(Saved entries)
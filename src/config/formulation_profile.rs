use crate::domain::error::ConfigurationError;
use crate::domain::policy::RationPolicy;
use crate::domain::targets::NutrientTargets;
use crate::engine::optimizer::OptimizerSettings;
use serde::{Deserialize, Serialize};
use std::fmt;
use std::str::FromStr;

/// 畜种（决定默认营养目标）
#[derive(Debug, Clone, Copy, PartialEq, Eq, Hash, Serialize, Deserialize)]
#[serde(rename_all = "snake_case")]
pub enum Species {
    Rabbit,
    Poultry,
    Cattle,
}

impl Species {
    pub const ALL: [Species; 3] = [Species::Rabbit, Species::Poultry, Species::Cattle];

    /// 默认营养目标（粗蛋白 %, 代谢能 kcal/kg, 粗纤维 %, 钙 %）
    pub fn default_targets(&self) -> NutrientTargets {
        match self {
            Species::Rabbit => NutrientTargets::new(16.0, 2500.0, 10.0, 0.5),
            Species::Poultry | Species::Cattle => NutrientTargets::new(18.0, 3000.0, 0.0, 0.0),
        }
    }

    pub fn as_str(&self) -> &'static str {
        match self {
            Species::Rabbit => "rabbit",
            Species::Poultry => "poultry",
            Species::Cattle => "cattle",
        }
    }
}

impl fmt::Display for Species {
    fn fmt(&self, f: &mut fmt::Formatter<'_>) -> fmt::Result {
        f.write_str(self.as_str())
    }
}

impl FromStr for Species {
    type Err = String;

    fn from_str(s: &str) -> Result<Self, Self::Err> {
        Species::ALL
            .into_iter()
            .find(|species| species.as_str().eq_ignore_ascii_case(s.trim()))
            .ok_or_else(|| format!("未知畜种: {}（可选 rabbit/poultry/cattle）", s))
    }
}

/// 配方方案（持久化对象）
///
/// 存储位置：JSON 文件,路径由 ConfigManager 解析
#[derive(Debug, Clone, PartialEq, Serialize, Deserialize)]
pub struct FormulationProfile {
    /// 畜种
    pub species: Species,

    /// 营养目标（缺省时取畜种默认值）
    #[serde(default)]
    pub targets: Option<NutrientTargets>,

    /// 配方策略
    #[serde(default)]
    pub policy: RationPolicy,

    /// 引擎参数
    #[serde(default)]
    pub settings: OptimizerSettings,
}

impl FormulationProfile {
    /// 畜种预设
    pub fn preset(species: Species) -> Self {
        Self {
            species,
            targets: Some(species.default_targets()),
            policy: RationPolicy::default(),
            settings: OptimizerSettings::default(),
        }
    }

    /// 实际使用的营养目标
    pub fn effective_targets(&self) -> NutrientTargets {
        self.targets
            .clone()
            .unwrap_or_else(|| self.species.default_targets())
    }

    pub fn validate(&self) -> Result<(), ConfigurationError> {
        self.effective_targets().validate()?;
        self.policy.validate()?;
        self.settings.validate()
    }
}

impl Default for FormulationProfile {
    fn default() -> Self {
        Self::preset(Species::Rabbit)
    }
}

#[cfg(test)]
mod tests {
    use super::*;
    use crate::domain::policy::Eligibility;
    use crate::domain::types::Nutrient;

    #[test]
    fn test_species_presets() {
        let rabbit = Species::Rabbit.default_targets();
        assert_eq!(rabbit.min(Nutrient::CrudeProtein), 16.0);
        assert_eq!(rabbit.min(Nutrient::Calcium), 0.5);

        let cattle = Species::Cattle.default_targets();
        assert_eq!(cattle.min(Nutrient::Energy), 3000.0);
        assert_eq!(cattle.min(Nutrient::Fibre), 0.0);
    }

    #[test]
    fn test_species_from_str() {
        assert_eq!("Poultry".parse::<Species>(), Ok(Species::Poultry));
        assert!("goat".parse::<Species>().is_err());
    }

    #[test]
    fn test_minimal_profile_json() {
        let profile: FormulationProfile =
            serde_json::from_str(r#"{"species":"cattle","policy":{"eligibility":{"mode":"concentrate_only"}}}"#)
                .unwrap();
        assert_eq!(profile.targets, None);
        assert_eq!(profile.effective_targets(), Species::Cattle.default_targets());
        assert_eq!(profile.policy.eligibility, Eligibility::ConcentrateOnly);
        assert_eq!(profile.settings, OptimizerSettings::default());
        assert!(profile.validate().is_ok());
    }
}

◆ **WHAT IS NEEDED**
Search the entries for the word "ConfigurationError", then gather every line that has it.

◆ **RESULT OF THIS EXERCISE**
use crate::domain::error::ConfigurationError;
    pub fn validate(&self) -> Result<(), ConfigurationError> {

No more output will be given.